Love Yourself

夜が更けると、辺りがしんと静まり返る時間がある。

ヴァンパイアになって気付いたことだ。

眠らない俺たちには必要ないことだけど、何となく夜は手持ちぶたさで、ベッドに入る習慣が抜けない。

…ううん、もう少しだけ、人間のフリをしていたいのかな。

自分の選択に、後悔なんて一切するつもりはないし、その覚悟もあるはずだけど。

時々、あまりにも変わってしまった自分自身を受け入れ難く思うときがある。

ベッドヘッドにもたれ、本を広げていると、ユヅが隣に潜り込んできた。

「このホテルのベッド、柔らかいね。」

「…こら。」

俺の脇から頭を潜り込ませて、俺が読んでいる本の上にぱふんと乗せる。

俺が眉を寄せると、おかしそうにくすくす笑った。

俺は、さらさらしたユヅの髪をそっと梳いた。

こんなふうに、甘えてくれるようになったユヅが愛しい。

「ダイ、明日なにしよっか?」

「そうだなぁ……」

ジェーニャにプレゼントしてもらった無人島を出て、ユヅの希望で日本を訪れた俺たちは、ダイスケサマの眠る桜の木の下で、ユヅから前世の俺とユヅのいきさつを聞いた。

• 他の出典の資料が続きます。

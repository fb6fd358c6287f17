// The monitor owns all aggregation state: the per-channel store, the flush
// scheduler and the renderer. The main loop feeds it raw messages one at a
// time; nothing here blocks or spawns.

use crate::feed::topic_matches;
use crate::flush::FlushScheduler;
use crate::histogram::aggregate::{aggregate, AggregateError, AggregateView};
use crate::histogram::decode::{decode, DecodeError};
use crate::histogram::store::ChannelStore;
use crate::histogram::ChannelId;
use crate::render::Renderer;
use serde::Serialize;
use std::time::Instant;
use tracing::{debug, info, trace, warn};

/// Running counters, reported on shutdown.
#[derive(Debug, Clone, Default, PartialEq, Eq, Serialize)]
pub struct MonitorStats {
    pub messages_received: u64,
    pub messages_decoded: u64,
    pub messages_rejected: u64,
    pub messages_filtered: u64,
    pub flushes_rendered: u64,
    pub flushes_skipped: u64,
}

/// Result of handling one message.
#[derive(Debug, Clone, PartialEq)]
pub enum HandleOutcome {
    /// The message was stored; no flush was due.
    Stored { channel: ChannelId },
    /// The message was stored and a view was rendered.
    Flushed { channel: ChannelId, view: AggregateView },
    /// The message was stored but the due flush failed to aggregate.
    FlushSkipped {
        channel: ChannelId,
        error: AggregateError,
    },
    /// The message did not decode; the store is unchanged.
    Rejected(DecodeError),
    /// The topic did not match the subscription.
    Filtered,
}

pub struct Monitor<R: Renderer> {
    topic: String,
    store: ChannelStore,
    scheduler: FlushScheduler,
    renderer: R,
    stats: MonitorStats,
}

impl<R: Renderer> Monitor<R> {
    pub fn new(topic: impl Into<String>, scheduler: FlushScheduler, renderer: R) -> Self {
        Monitor {
            topic: topic.into(),
            store: ChannelStore::new(),
            scheduler,
            renderer,
            stats: MonitorStats::default(),
        }
    }

    /// Decodes one message, updates the store, and flushes if due at `now`.
    pub fn handle<S: AsRef<str>>(&mut self, parts: &[S], now: Instant) -> HandleOutcome {
        self.stats.messages_received += 1;

        // Topic first, so other publications on the same endpoint are never parsed.
        if let Some(first) = parts.first() {
            let topic: &str = first.as_ref();
            if !topic_matches(&self.topic, topic) {
                self.stats.messages_filtered += 1;
                trace!(topic, "Ignoring message outside subscription");
                return HandleOutcome::Filtered;
            }
        }

        let update = match decode(parts) {
            Ok(update) => update,
            Err(e) => {
                self.stats.messages_rejected += 1;
                warn!(error = %e, "Discarding undecodable message");
                return HandleOutcome::Rejected(e);
            }
        };

        self.stats.messages_decoded += 1;
        let channel = update.channel;
        self.store.update(channel, update.snapshot);
        if let Some(delta) = self.store.delta(channel) {
            debug!(
                channel,
                new_triggers = delta.new_triggers,
                new_counts = delta.new_counts.iter().sum::<f64>(),
                "Channel updated"
            );
        }

        if !self.scheduler.poll(now) {
            return HandleOutcome::Stored { channel };
        }
        match self.flush_now() {
            Ok(view) => HandleOutcome::Flushed { channel, view },
            Err(error) => HandleOutcome::FlushSkipped { channel, error },
        }
    }

    /// Aggregates the current store and renders it, bypassing the scheduler.
    pub fn flush_now(&mut self) -> Result<AggregateView, AggregateError> {
        let view = match aggregate(&self.store.snapshot_all()) {
            Ok(view) => view,
            Err(e) => {
                self.stats.flushes_skipped += 1;
                warn!(error = %e, "Skipping flush");
                return Err(e);
            }
        };
        info!(
            channels = view.channel_count,
            included = view.included_triggers,
            all = view.grand_total_seen,
            mean_timestamp = view.mean_representative_timestamp,
            "Flushing combined spectrum"
        );
        if let Err(e) = self.renderer.render(&view) {
            warn!(error = %e, "Renderer failed");
        }
        self.stats.flushes_rendered += 1;
        Ok(view)
    }

    pub fn store(&self) -> &ChannelStore {
        &self.store
    }

    pub fn scheduler(&self) -> &FlushScheduler {
        &self.scheduler
    }

    pub fn stats(&self) -> &MonitorStats {
        &self.stats
    }

    pub fn renderer(&self) -> &R {
        &self.renderer
    }

    pub fn into_renderer(self) -> R {
        self.renderer
    }
}
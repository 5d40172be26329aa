use thiserror::Error;

#[derive(Error, Debug)]
pub enum FormError {
    #[error("failed to encode form fields: {0}")]
    Encode(#[from] serde_urlencoded::ser::Error),
}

正直、俺にとってはダイスケサマの人生は、やっぱり他人事なんだけど。

けれど、ユヅの経験した悲しみと孤独は、想像するだけで胸が痛んだ。

…もう、二度と離れない。

俺は、あの桜の木に改めて誓いを立てた。



「ねぇ、ダイ。」

本を読むのを諦めて、ユヅの小さな頭を抱え込んだ俺を、ユヅは物言いたげにじっと見つめた。

「なに?」

「……ショーマに、連絡しないの?」

「………」

ショーマとは、インディペンデントスクールを卒業した後も連絡を取り合っていて、俺が日本に留学していたときは、ソータも交えて時々会っていた。

俺が変身した最初のクリスマス、ショーマが送ってくれたクリスマスカードの返事に、ユヅと永遠に一緒にいると書いて送った。

ショーマが賛成してくれるとは思わなかったけど、それで意味は伝わったはずだ。

それきり、ショーマから連絡が来ることはなかった。

…寂しいけれど、仕方がない。

「ショーマに会って、話さなくていいの?」

「………なんて言ったらいいのか、分からないよ。」

…なんて言われるのかも。

オオカミ人間として、人間を守るためにヴァンプァイアと対峙してきたショーマが、ヴァンパイアに抱いている憎しみと反感。

それがそのまま俺に向けられることはないって、信じたいけれど。

俺が変化したように、ショーマとの友情も変わってしまうことが、少し怖かった。

ユヅは、それ以上何も言わなかった。

ただ、俺に紹介したいヴァンパイアが1人いると言った。

「海を渡った僕の代わりに、日本でダイスケサマの子孫の動向を調べて、長い間僕に知らせてくれていたんだ。とても感謝してるし、ダイと巡り会って、こうやって一緒にいることも、きちんと伝えておきたい。」

「へぇ。もちろん。」

俺がうなずくと、ユヅはとても嬉しそうな顔をした。